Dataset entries
╭──
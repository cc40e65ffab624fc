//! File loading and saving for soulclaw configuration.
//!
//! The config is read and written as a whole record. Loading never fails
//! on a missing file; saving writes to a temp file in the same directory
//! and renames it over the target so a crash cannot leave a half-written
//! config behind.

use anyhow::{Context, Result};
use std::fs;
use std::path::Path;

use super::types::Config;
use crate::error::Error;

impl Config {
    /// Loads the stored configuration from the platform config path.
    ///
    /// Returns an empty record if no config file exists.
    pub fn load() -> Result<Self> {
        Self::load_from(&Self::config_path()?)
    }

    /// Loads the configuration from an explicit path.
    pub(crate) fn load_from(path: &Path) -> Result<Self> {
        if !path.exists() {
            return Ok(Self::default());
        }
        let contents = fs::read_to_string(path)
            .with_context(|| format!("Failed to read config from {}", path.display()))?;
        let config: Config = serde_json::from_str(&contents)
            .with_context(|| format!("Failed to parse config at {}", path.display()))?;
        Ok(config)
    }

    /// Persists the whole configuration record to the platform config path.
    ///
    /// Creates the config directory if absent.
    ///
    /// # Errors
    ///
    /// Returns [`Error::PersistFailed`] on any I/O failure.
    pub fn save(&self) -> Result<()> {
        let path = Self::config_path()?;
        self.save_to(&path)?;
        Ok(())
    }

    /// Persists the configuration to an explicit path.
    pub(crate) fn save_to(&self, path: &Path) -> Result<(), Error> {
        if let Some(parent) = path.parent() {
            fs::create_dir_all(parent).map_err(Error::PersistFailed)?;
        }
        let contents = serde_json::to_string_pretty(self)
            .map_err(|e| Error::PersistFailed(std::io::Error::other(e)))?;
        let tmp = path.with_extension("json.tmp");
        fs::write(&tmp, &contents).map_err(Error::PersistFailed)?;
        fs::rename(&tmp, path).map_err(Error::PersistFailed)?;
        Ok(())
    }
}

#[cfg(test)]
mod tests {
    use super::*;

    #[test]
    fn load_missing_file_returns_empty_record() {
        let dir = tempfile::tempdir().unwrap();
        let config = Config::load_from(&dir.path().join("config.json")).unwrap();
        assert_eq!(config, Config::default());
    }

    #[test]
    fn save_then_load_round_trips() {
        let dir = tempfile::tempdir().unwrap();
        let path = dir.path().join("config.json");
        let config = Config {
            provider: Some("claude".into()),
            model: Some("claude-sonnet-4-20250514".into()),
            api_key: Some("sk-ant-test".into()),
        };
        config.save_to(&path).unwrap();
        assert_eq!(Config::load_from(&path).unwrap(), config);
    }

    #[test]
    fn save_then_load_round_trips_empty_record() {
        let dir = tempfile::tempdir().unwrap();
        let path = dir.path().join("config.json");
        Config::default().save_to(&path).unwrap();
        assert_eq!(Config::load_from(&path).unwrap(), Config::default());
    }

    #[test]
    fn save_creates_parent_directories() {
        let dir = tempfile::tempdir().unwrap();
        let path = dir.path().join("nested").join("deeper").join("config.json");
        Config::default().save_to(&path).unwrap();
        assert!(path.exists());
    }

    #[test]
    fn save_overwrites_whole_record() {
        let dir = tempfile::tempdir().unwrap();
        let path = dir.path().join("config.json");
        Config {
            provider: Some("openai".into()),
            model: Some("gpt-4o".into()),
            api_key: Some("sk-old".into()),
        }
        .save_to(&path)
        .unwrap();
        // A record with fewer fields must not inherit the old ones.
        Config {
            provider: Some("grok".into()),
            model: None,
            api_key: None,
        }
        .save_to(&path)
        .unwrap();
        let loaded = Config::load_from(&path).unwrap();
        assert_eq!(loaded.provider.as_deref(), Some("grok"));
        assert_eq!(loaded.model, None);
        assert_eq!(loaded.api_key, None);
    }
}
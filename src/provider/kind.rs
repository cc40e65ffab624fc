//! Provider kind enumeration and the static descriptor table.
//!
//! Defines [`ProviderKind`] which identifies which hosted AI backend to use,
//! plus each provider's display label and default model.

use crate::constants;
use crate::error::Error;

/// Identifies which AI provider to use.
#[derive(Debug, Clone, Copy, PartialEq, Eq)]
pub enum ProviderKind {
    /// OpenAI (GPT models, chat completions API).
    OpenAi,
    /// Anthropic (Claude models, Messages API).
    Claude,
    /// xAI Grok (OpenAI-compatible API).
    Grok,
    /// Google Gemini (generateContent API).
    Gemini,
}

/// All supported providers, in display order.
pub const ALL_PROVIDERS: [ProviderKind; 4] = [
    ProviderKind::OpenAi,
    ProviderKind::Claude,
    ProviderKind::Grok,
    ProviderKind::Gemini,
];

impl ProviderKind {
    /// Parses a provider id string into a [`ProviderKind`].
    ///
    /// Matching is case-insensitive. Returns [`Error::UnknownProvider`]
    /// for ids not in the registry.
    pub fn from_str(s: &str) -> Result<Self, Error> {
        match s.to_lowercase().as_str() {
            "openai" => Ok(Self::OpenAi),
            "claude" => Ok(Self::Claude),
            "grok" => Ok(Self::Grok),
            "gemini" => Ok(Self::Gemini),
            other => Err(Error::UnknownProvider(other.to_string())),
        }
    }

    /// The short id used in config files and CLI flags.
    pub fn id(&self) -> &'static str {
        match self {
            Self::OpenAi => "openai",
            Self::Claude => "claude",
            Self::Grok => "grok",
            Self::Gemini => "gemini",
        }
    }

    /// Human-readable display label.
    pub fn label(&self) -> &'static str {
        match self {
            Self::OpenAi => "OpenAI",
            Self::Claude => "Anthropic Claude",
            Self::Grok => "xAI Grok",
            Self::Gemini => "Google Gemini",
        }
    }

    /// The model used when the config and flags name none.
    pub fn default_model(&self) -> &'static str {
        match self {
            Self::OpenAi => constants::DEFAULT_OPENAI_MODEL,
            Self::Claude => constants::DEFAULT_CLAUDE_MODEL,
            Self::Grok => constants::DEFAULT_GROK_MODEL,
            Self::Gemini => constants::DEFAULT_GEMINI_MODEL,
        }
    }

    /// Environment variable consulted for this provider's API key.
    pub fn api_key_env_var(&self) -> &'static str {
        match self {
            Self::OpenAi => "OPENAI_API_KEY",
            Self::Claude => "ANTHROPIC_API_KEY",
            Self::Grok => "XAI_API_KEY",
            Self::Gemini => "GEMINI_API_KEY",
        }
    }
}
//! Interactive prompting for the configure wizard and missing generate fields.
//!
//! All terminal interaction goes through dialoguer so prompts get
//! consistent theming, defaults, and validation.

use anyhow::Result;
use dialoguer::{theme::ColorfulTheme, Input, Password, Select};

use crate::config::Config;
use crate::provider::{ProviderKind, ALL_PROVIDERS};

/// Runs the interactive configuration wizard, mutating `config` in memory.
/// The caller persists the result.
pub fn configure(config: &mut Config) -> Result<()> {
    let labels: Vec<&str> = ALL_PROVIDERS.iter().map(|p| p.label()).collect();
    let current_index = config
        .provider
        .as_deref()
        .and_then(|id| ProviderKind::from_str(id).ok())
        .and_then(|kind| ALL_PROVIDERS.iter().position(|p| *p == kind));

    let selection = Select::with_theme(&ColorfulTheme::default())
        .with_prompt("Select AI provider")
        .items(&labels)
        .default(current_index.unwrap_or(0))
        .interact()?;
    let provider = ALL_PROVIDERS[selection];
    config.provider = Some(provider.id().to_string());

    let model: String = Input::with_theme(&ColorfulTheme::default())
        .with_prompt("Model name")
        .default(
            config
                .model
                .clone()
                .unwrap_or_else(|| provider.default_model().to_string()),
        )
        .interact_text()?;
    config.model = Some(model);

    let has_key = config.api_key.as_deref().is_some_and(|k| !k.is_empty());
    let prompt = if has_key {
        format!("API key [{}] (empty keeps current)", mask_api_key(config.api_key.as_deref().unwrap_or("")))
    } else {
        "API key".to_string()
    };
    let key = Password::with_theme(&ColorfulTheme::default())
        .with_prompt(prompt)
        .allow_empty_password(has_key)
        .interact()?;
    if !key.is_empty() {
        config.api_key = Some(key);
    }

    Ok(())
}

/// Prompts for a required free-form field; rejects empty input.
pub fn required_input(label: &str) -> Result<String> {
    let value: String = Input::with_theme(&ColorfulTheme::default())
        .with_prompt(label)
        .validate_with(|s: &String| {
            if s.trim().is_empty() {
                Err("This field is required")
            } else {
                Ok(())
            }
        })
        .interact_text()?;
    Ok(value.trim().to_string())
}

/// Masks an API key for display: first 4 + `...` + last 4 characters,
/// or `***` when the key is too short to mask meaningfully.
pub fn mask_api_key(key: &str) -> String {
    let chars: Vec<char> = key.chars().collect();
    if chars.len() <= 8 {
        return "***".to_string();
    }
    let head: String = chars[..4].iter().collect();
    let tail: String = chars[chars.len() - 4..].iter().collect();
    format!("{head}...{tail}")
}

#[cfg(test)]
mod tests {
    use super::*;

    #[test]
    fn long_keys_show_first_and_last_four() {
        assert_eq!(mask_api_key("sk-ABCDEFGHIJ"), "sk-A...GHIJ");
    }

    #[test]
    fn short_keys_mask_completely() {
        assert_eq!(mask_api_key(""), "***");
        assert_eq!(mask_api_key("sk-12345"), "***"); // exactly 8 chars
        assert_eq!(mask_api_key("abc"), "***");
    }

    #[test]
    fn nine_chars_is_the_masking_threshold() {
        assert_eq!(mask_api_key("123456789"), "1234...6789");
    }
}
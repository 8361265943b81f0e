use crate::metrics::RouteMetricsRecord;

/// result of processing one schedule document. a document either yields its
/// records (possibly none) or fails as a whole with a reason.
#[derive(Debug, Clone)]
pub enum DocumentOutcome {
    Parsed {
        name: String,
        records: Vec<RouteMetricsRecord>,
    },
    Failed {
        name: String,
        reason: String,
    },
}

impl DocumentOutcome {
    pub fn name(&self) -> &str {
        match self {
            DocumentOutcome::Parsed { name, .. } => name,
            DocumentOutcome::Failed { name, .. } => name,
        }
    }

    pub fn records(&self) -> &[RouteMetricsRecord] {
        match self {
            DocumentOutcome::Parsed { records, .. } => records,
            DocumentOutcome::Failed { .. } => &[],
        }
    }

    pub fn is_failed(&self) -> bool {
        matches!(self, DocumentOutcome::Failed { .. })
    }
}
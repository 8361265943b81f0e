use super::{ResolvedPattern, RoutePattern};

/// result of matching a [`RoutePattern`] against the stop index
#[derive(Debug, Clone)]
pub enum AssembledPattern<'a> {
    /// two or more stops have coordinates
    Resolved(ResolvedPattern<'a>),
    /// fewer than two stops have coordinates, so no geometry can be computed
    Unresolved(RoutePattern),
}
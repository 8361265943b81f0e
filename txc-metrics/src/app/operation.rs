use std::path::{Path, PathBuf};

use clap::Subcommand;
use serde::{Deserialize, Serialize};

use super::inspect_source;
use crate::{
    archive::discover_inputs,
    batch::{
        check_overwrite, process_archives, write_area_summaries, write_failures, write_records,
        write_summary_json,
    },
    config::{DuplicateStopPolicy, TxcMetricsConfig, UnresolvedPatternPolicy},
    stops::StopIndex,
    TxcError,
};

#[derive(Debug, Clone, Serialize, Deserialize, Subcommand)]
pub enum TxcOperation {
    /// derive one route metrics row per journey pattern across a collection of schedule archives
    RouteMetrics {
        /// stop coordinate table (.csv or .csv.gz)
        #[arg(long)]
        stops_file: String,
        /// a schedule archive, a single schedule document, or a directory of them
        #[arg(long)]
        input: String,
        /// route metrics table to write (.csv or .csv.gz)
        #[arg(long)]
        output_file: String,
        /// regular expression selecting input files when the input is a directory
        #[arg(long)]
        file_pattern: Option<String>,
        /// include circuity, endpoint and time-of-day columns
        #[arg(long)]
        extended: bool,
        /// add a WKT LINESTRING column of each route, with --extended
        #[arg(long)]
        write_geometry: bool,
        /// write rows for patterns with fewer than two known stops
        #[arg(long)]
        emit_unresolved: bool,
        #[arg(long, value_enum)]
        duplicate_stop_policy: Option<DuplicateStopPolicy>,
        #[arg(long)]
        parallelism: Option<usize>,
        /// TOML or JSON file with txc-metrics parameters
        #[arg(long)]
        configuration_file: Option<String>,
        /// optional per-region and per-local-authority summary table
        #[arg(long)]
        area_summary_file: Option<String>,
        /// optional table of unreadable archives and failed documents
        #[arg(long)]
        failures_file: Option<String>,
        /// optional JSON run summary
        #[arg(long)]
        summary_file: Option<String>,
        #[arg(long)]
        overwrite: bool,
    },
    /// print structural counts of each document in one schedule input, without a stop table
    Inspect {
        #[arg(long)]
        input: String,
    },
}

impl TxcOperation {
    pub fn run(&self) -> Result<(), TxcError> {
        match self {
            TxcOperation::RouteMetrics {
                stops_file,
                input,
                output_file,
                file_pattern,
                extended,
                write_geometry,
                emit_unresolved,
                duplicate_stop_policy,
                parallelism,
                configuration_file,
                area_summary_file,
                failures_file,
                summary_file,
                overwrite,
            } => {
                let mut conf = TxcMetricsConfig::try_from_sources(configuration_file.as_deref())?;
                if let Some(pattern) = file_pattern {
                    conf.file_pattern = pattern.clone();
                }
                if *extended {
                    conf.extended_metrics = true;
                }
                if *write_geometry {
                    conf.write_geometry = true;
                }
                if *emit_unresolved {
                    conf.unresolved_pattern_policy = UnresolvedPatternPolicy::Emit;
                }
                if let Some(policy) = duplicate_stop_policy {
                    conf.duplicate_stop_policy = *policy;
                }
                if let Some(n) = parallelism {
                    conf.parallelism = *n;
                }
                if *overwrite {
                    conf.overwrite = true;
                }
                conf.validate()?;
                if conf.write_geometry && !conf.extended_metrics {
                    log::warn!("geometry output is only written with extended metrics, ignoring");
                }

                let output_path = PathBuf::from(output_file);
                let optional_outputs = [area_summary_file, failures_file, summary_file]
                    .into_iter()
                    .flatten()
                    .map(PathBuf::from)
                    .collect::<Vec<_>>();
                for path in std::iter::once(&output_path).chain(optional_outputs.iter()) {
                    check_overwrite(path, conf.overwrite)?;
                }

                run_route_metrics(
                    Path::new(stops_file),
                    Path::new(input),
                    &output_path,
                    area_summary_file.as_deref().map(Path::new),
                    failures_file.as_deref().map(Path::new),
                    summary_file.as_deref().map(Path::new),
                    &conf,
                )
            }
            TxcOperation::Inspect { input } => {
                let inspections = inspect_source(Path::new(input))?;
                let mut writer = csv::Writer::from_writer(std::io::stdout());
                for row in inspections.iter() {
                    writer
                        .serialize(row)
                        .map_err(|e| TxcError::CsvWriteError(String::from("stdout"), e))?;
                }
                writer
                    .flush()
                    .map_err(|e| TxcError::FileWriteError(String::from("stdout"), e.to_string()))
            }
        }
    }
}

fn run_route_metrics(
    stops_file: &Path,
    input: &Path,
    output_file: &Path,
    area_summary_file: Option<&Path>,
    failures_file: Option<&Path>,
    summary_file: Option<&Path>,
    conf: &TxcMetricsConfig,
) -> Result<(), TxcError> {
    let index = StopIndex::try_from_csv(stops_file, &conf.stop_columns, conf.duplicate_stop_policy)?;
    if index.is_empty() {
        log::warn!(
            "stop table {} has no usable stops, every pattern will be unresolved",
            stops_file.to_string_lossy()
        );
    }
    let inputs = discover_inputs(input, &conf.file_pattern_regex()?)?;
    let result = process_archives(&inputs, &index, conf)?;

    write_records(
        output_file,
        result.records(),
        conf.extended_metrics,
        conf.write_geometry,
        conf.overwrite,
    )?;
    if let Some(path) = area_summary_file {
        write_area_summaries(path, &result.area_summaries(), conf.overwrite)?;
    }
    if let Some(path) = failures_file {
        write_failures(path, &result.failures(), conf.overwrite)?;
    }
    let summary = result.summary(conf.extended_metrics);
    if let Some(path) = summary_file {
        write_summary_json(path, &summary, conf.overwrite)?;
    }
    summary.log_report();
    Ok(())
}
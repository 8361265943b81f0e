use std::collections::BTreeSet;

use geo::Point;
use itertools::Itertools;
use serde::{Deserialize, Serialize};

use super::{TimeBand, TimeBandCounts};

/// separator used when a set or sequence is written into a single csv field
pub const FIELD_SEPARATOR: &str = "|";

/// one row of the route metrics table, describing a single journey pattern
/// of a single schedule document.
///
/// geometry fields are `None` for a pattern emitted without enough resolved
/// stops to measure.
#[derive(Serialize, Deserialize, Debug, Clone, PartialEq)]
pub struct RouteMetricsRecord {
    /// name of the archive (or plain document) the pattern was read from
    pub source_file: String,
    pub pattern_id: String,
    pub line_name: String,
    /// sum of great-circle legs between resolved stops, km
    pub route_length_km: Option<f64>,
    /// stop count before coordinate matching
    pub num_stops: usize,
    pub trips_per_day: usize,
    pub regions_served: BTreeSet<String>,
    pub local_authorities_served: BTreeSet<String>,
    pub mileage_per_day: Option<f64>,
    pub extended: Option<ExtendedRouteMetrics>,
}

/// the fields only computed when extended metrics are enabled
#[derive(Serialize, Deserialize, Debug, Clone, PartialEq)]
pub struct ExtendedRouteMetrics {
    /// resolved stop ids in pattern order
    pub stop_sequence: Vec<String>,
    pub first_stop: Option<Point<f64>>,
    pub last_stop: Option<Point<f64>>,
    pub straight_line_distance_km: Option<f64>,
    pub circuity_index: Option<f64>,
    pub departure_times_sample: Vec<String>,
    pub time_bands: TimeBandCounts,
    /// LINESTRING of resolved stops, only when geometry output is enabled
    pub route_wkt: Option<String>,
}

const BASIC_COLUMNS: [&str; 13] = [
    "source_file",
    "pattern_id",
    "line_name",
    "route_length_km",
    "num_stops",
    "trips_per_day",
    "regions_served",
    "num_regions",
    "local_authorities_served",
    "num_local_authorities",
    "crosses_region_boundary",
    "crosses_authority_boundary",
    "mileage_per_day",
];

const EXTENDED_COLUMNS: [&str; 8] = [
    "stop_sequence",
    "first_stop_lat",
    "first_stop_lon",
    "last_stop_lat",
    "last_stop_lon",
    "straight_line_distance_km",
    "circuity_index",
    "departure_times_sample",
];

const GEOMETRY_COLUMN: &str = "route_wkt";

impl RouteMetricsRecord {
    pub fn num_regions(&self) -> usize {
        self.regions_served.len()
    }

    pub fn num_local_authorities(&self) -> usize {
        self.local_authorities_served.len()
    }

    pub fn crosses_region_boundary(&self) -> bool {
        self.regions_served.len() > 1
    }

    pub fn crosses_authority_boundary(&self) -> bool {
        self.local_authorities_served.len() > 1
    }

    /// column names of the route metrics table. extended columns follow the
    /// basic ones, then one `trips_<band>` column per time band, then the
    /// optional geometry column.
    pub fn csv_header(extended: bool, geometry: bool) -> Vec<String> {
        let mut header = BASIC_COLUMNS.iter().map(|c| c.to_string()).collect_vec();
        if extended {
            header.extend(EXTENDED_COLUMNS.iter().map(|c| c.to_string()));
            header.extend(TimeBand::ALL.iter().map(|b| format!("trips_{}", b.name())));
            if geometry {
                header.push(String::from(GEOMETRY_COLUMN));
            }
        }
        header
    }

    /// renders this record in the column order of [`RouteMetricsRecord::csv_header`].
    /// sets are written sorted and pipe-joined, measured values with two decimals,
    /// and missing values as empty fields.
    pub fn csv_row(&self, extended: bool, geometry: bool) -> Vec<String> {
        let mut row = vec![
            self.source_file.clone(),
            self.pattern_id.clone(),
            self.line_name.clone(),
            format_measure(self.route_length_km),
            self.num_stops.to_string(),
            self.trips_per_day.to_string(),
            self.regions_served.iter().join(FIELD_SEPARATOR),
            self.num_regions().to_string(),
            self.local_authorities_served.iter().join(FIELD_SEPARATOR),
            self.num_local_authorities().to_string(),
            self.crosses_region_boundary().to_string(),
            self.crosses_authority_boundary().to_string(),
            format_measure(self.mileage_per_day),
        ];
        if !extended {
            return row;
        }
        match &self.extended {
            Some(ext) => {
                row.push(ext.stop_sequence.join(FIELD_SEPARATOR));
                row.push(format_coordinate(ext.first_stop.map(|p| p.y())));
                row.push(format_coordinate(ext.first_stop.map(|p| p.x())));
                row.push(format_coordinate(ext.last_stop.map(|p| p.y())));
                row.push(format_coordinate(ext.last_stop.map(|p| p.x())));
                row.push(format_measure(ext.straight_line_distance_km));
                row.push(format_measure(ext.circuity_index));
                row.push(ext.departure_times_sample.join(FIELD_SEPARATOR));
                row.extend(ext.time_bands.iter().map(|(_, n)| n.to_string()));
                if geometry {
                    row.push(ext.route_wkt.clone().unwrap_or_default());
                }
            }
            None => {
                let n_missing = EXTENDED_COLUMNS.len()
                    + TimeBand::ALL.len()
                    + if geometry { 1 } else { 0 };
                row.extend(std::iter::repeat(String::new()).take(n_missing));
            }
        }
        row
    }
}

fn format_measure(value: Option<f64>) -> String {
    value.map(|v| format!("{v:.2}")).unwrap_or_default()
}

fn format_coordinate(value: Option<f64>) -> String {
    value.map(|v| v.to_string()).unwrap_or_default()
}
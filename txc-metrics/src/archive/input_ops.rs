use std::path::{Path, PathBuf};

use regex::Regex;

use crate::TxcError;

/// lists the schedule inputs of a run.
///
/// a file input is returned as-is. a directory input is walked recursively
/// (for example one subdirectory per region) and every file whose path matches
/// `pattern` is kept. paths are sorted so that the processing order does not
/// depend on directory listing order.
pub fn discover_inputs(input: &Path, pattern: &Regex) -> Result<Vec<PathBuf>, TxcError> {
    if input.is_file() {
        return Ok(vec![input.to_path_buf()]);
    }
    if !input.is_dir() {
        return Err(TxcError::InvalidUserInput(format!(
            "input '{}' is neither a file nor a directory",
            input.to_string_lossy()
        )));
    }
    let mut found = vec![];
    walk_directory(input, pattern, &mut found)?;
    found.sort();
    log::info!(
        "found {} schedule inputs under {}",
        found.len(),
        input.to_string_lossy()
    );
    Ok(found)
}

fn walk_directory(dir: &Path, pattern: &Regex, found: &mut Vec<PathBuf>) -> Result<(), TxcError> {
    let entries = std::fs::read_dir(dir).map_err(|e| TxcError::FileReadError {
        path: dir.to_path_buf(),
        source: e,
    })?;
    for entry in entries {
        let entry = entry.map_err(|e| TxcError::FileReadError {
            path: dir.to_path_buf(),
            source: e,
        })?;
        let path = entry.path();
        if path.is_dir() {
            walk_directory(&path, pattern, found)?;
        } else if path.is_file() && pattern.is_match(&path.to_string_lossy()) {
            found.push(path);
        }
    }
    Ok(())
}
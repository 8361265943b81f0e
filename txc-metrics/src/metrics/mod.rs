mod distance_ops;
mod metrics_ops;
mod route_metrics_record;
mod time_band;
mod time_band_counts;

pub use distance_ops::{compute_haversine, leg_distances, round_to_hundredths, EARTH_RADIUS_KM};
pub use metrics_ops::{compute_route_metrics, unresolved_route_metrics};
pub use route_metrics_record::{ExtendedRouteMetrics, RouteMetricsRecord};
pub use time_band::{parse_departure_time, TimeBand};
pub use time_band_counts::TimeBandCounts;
╰──
**What to work on**
Filter the data for the string "tail" and copy every line that has it.

**Solution**
    let tail: String = chars[chars.len() - 4..].iter().collect();
    format!("{head}...{tail}")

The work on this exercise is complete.